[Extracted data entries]
○ ○ ○ ○ ○

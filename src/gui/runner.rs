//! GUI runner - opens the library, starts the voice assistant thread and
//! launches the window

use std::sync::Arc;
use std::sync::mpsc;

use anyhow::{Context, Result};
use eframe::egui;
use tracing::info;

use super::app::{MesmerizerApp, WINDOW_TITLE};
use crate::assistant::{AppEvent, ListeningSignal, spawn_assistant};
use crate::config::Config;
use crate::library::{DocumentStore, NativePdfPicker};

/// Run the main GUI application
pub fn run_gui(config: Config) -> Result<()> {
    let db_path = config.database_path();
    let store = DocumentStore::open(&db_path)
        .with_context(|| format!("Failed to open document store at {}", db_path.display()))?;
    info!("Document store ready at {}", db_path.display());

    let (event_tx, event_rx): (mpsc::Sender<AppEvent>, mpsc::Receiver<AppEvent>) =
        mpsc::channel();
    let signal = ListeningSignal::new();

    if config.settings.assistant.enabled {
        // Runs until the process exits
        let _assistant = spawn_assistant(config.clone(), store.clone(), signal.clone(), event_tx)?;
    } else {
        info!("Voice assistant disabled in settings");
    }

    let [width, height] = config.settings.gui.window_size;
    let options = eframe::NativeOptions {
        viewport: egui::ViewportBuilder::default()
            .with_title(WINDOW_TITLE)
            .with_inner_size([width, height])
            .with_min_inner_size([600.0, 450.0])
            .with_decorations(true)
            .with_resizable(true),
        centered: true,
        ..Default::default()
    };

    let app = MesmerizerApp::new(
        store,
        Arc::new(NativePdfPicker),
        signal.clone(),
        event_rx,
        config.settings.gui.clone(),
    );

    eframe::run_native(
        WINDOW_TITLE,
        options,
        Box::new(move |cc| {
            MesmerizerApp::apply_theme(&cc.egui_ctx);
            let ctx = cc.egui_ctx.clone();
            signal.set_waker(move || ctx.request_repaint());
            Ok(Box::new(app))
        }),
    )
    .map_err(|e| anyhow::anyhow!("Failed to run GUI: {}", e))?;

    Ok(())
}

○ ○ ○ ○ ○

**Assigned task**. Leaving nothing out, print each line above exactly.

**Written answer**.
filename src/gui/runner.rs
//! GUI runner - opens the library, starts the voice assistant thread and
//! launches the window

use std::sync::Arc;
use std::sync::mpsc;

use anyhow::{Context, Result};
use eframe::egui;
use tracing::info;

use super::app::{MesmerizerApp, WINDOW_TITLE};
use crate::assistant::{AppEvent, ListeningSignal, spawn_assistant};
use crate::config::Config;
use crate::library::{DocumentStore, NativePdfPicker};

/// Run the main GUI application
pub fn run_gui(config: Config) -> Result<()> {
    let db_path = config.database_path();
    let store = DocumentStore::open(&db_path)
        .with_context(|| format!("Failed to open document store at {}", db_path.display()))?;
    info!("Document store ready at {}", db_path.display());

    let (event_tx, event_rx): (mpsc::Sender<AppEvent>, mpsc::Receiver<AppEvent>) =
        mpsc::channel();
    let signal = ListeningSignal::new();

    if config.settings.assistant.enabled {
        // Runs until the process exits
        let _assistant = spawn_assistant(config.clone(), store.clone(), signal.clone(), event_tx)?;
    } else {
        info!("Voice assistant disabled in settings");
    }

    let [width, height] = config.settings.gui.window_size;
    let options = eframe::NativeOptions {
        viewport: egui::ViewportBuilder::default()
            .with_title(WINDOW_TITLE)
            .with_inner_size([width, height])
            .with_min_inner_size([600.0, 450.0])
            .with_decorations(true)
            .with_resizable(true),
        centered: true,
        ..Default::default()
    };

    let app = MesmerizerApp::new(
        store,
        Arc::new(NativePdfPicker),
        signal.clone(),
        event_rx,
        config.settings.gui.clone(),
    );

    eframe::run_native(
        WINDOW_TITLE,
        options,
        Box::new(move |cc| {
            MesmerizerApp::apply_theme(&cc.egui_ctx);
            let ctx = cc.egui_ctx.clone();
            signal.set_waker(move || ctx.request_repaint());
            Ok(Box::new(app))
        }),
    )
    .map_err(|e| anyhow::anyhow!("Failed to run GUI: {}", e))?;

    Ok(())
}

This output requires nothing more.